All that may sound tiresome, but could pay off big time when trying to hire top talent.
Ultimately it comes down to establishing the CEO’s brand voice, then figuring out a publishing schedule, perhaps with a support team, so you can get it all done. “If you have a small team that can coalesce around you or tease out those details from you then they can help make that digestible and put that in a content calendar,” Crowe says.
In-depth pieces a CEO may want to occasionally contribute could include providing some of their best tips for running a business, or insights they’ve learned from great experiences, such as an offshore business trip.
A little more Twitter, a little less Facebook
Just like CEOs, not all social media platforms are the same. So Crowe advises to just stick to one or two others—apart from LinkedIn—that best fit with a person’s personality and capabilities.
A person who’s great at getting their point across well in short phrases will clearly be best suited to Twitter, he says, whereas someone with a long form way of speaking who’s good in front of a camera should consider YouTube or Facebook Live.
Facebook, however, is a tougher one to negotiate. Crowe refers to it as a “walled garden”—an advertising term for a space with a variety of content that constantly needs to be tended to keep users inside.
“And it’s sort of a niche audience, so there’s a lot more work to do to get that following,” Crowe says. “So in this case, maybe it would make more sense to contribute to the brand’s Facebook page instead.”
Warning: Don’t be dull!
Apart from the time constraints, another big reason CEOs are avoiding social media could be fear.

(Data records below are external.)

//! HTTP handlers for the confirmation endpoint and the form page

use super::host::{FormHost, ServerHost};
use crate::core::error::{ApiError, ApiResult};
use crate::core::user::ConfUser;
use crate::form::{PageView, collect_values};
use axum::{
    Form, Json,
    extract::{FromRequest, Request, State},
    http::header,
    response::Html,
};
use serde::Deserialize;
use serde_json::{Value, json};
use std::collections::HashMap;
use std::sync::Arc;

/// Body of a confirmation request
///
/// Accepts JSON or a url-encoded form. A body in any other content type is
/// treated as empty, which then fails email validation.
#[derive(Debug, Clone, Default, Deserialize, PartialEq, Eq)]
pub struct ConfirmRequest {
    #[serde(default)]
    pub email: Option<String>,

    #[serde(default)]
    pub name: Option<String>,
}

impl<S> FromRequest<S> for ConfirmRequest
where
    S: Send + Sync,
{
    type Rejection = ApiError;

    async fn from_request(req: Request, state: &S) -> Result<Self, Self::Rejection> {
        let content_type = req
            .headers()
            .get(header::CONTENT_TYPE)
            .and_then(|value| value.to_str().ok())
            .unwrap_or_default()
            .to_ascii_lowercase();

        if content_type.starts_with("application/json") {
            let Json(body) = Json::<Self>::from_request(req, state)
                .await
                .map_err(|e| ApiError::InvalidBody {
                    message: e.body_text(),
                })?;
            Ok(body)
        } else if content_type.starts_with("application/x-www-form-urlencoded") {
            let Form(body) = Form::<Self>::from_request(req, state)
                .await
                .map_err(|e| ApiError::InvalidBody {
                    message: e.body_text(),
                })?;
            Ok(body)
        } else {
            Ok(Self::default())
        }
    }
}

/// POST /api/confirm
pub async fn confirm(
    State(host): State<Arc<ServerHost>>,
    request: ConfirmRequest,
) -> ApiResult<Json<ConfUser>> {
    let email = request.email.unwrap_or_default();
    let name = request.name.unwrap_or_default();

    let user = host.registration.confirm(&email, &name).await?;
    Ok(Json(user))
}

/// Any method other than POST on /api/confirm
pub async fn method_unknown() -> ApiError {
    ApiError::MethodUnknown
}

/// GET /
pub async fn show_form(State(form): State<Arc<FormHost>>) -> ApiResult<Html<String>> {
    form.render(&PageView::default())
}

/// POST /
pub async fn submit_form(
    State(form): State<Arc<FormHost>>,
    Form(raw): Form<HashMap<String, String>>,
) -> ApiResult<Html<String>> {
    let values = collect_values(form.provider.schema(), &raw);
    let view = form.submit(values).await;
    form.render(&view)
}

/// GET /health and /healthz
pub async fn health_check() -> Json<Value> {
    Json(json!({
        "status": "ok",
        "service": "confreg"
    }))
}
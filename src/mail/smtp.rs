//! SMTP mailer backed by lettre

use super::{Mailer, OutgoingEmail};
use crate::config::SmtpConfig;
use crate::core::error::MailError;
use async_trait::async_trait;
use lettre::message::{Mailbox, MultiPart};
use lettre::transport::smtp::authentication::Credentials;
use lettre::{Address, AsyncSmtpTransport, AsyncTransport, Message, Tokio1Executor};

/// SMTP transport over implicit TLS
///
/// The connection pool lives inside the transport; build one per process and
/// share it through an `Arc<dyn Mailer>`.
pub struct SmtpMailer {
    transport: AsyncSmtpTransport<Tokio1Executor>,
    sender: Address,
}

impl SmtpMailer {
    /// Build the transport from configuration
    ///
    /// The SMTP login doubles as the sender address.
    pub fn new(config: &SmtpConfig) -> Result<Self, MailError> {
        let sender = parse_address(&config.login)?;

        let transport = AsyncSmtpTransport::<Tokio1Executor>::relay(&config.host)
            .map_err(|e| MailError::Transport(e.to_string()))?
            .port(config.port)
            .credentials(Credentials::new(
                config.login.clone(),
                config.password.clone(),
            ))
            .build();

        tracing::info!(host = %config.host, port = config.port, "SMTP mailer configured");

        Ok(Self { transport, sender })
    }

    fn build_message(&self, email: &OutgoingEmail) -> Result<Message, MailError> {
        let from = Mailbox::new(Some(email.from_name.clone()), self.sender.clone());
        let to = Mailbox::new(None, parse_address(&email.to)?);

        Message::builder()
            .from(from)
            .to(to)
            .subject(email.subject.clone())
            .multipart(MultiPart::alternative_plain_html(
                email.text.clone(),
                email.html.clone(),
            ))
            .map_err(|e| MailError::Build(e.to_string()))
    }
}

fn parse_address(raw: &str) -> Result<Address, MailError> {
    raw.parse::<Address>()
        .map_err(|_| MailError::InvalidAddress {
            address: raw.to_string(),
        })
}

#[async_trait]
impl Mailer for SmtpMailer {
    async fn send(&self, email: OutgoingEmail) -> Result<(), MailError> {
        let message = self.build_message(&email)?;

        self.transport
            .send(message)
            .await
            .map_err(|e| MailError::Transport(e.to_string()))?;

        tracing::info!(to = %email.to, "confirmation email sent");
        Ok(())
    }
}
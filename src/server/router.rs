//! Route table

use super::handlers::{confirm, health_check, method_unknown, show_form, submit_form};
use super::host::ServerHost;
use crate::form::FORM_PATH;
use axum::{
    Router,
    routing::{get, post},
};
use std::sync::Arc;

/// Path of the confirmation endpoint
pub const CONFIRM_PATH: &str = "/api/confirm";

/// Build every route served by the application
///
/// - POST /api/confirm (any other method answers `501 method_unknown`)
/// - GET / and POST / when a form provider is configured
/// - GET /health and GET /healthz
pub fn build_routes(host: Arc<ServerHost>) -> Router {
    let mut app = Router::new()
        .route("/health", get(health_check))
        .route("/healthz", get(health_check))
        .route(CONFIRM_PATH, post(confirm).fallback(method_unknown))
        .with_state(host.clone());

    if let Some(form) = host.form.clone() {
        app = app.merge(
            Router::new()
                .route(FORM_PATH, get(show_form).post(submit_form))
                .with_state(form),
        );
    }

    app
}
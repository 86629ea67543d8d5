//! Schema-driven form rendering
//!
//! Each schema field maps to one of four input variants. A field whose type
//! is not recognized is skipped silently: no error and no placeholder.

use super::controller::FormState;
use super::provider::{FieldBinding, FormProvider};
use crate::core::error::FormError;
use crate::core::form::{FieldKind, FormValues};
use serde::Serialize;
use std::sync::Arc;
use tera::{Context, Tera};

const PAGE: &str = "form.html";

/// Path the form is served from and posts back to
pub const FORM_PATH: &str = "/";

/// Input variant chosen for a field
#[derive(Debug, Clone, Copy, Serialize, PartialEq, Eq)]
#[serde(rename_all = "snake_case")]
pub enum InputVariant {
    ShortAnswer,
    LongAnswer,
    Radio,
    Dropdown,
}

impl InputVariant {
    fn for_kind(kind: FieldKind) -> Option<Self> {
        match kind {
            FieldKind::ShortAnswer => Some(Self::ShortAnswer),
            FieldKind::LongAnswer => Some(Self::LongAnswer),
            FieldKind::Radio => Some(Self::Radio),
            FieldKind::Dropdown => Some(Self::Dropdown),
            FieldKind::Unsupported => None,
        }
    }
}

/// One rendered question
#[derive(Debug, Clone, Serialize, PartialEq, Eq)]
pub struct QuestionInput {
    pub variant: InputVariant,
    /// `type` attribute of text inputs
    pub input_type: &'static str,
    pub binding: FieldBinding,
    /// Previously entered answer, echoed back after a failed submit
    pub value: String,
}

/// What the page shows besides the questions
#[derive(Debug, Clone, Default)]
pub struct PageView {
    pub state: FormState,
    pub message: Option<String>,
    pub values: FormValues,
}

/// Renders the registration form
pub struct FormRenderer {
    provider: Arc<dyn FormProvider>,
    tera: Tera,
}

impl FormRenderer {
    pub fn new(provider: Arc<dyn FormProvider>) -> Result<Self, FormError> {
        let mut tera = Tera::default();
        tera.add_raw_template(PAGE, include_str!("../../templates/form.html"))
            .map_err(|e| FormError::Schema(e.to_string()))?;

        Ok(Self { provider, tera })
    }

    /// Questions in schema order, unsupported fields skipped
    pub fn questions(&self, values: &FormValues) -> Vec<QuestionInput> {
        self.provider
            .schema()
            .fields
            .iter()
            .filter_map(|field| {
                let variant = InputVariant::for_kind(field.kind)?;
                let binding = self.provider.register(&field.id)?;
                let input_type = if variant == InputVariant::ShortAnswer
                    && binding.label.to_lowercase() == "email"
                {
                    "email"
                } else {
                    "text"
                };

                Some(QuestionInput {
                    variant,
                    input_type,
                    value: values.get(&field.id).cloned().unwrap_or_default(),
                    binding,
                })
            })
            .collect()
    }

    /// Render the full HTML page
    pub fn render_page(&self, view: &PageView) -> Result<String, FormError> {
        let schema = self.provider.schema();

        let mut context = Context::new();
        context.insert(
            "page_title",
            schema.title.as_deref().unwrap_or("Registration"),
        );
        context.insert("title", &schema.title);
        context.insert("description", &schema.description);
        context.insert("action", FORM_PATH);
        context.insert("questions", &self.questions(&view.values));
        context.insert("state", &view.state);
        context.insert("message", &view.message);

        self.tera
            .render(PAGE, &context)
            .map_err(|e| FormError::Schema(format!("failed to render form: {}", e)))
    }
}
//! Service trait for the registration data-access layer

use crate::core::user::UserRecord;
use anyhow::Result;
use async_trait::async_trait;

/// Data-access collaborator for registration records
///
/// Implementations own persistence. The framework only relies on these three
/// calls and is agnostic to the underlying storage mechanism.
#[async_trait]
pub trait RegistrationStore: Send + Sync {
    /// Ticket number handed out at the initial registration step, if any
    async fn ticket_number(&self, user_id: &str) -> Result<Option<u64>>;

    /// Mark the registration confirmed with the given display name
    ///
    /// Fails when the record is missing the expected prior state.
    async fn confirm(&self, user_id: &str, name: &str) -> Result<()>;

    /// Fetch the full user record
    async fn get_user(&self, user_id: &str) -> Result<Option<UserRecord>>;
}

What if they say something that alienates a portion of their audience?
Crowe says these potential risks aren’t bad enough to offset the aforementioned benefits, and can be mitigated by conducting a type of cost/benefit analysis. “That can mean identifying the types of audience you might alienate and assessing whether they’re necessarily contributing to where your business is going,” Crowe says.
“By alienating one audience you could be impressing another that’s going to bring a larger benefit to the company.”
Virgin Group CEO Richard Branson is among CEOs that Crowe says does a great job at walking the fine line between being interesting and not being offensive.
“He’s very public in everything he does and definitely not bland—but he’s not necessarily stirring the pot in a negative way and he’s not in your face all the time,” Crowe said.
For more guidance, CEOs might also want to check out the social media accounts of Bill Gates, Arianna Huffington, Jack Welch and Tim Cook.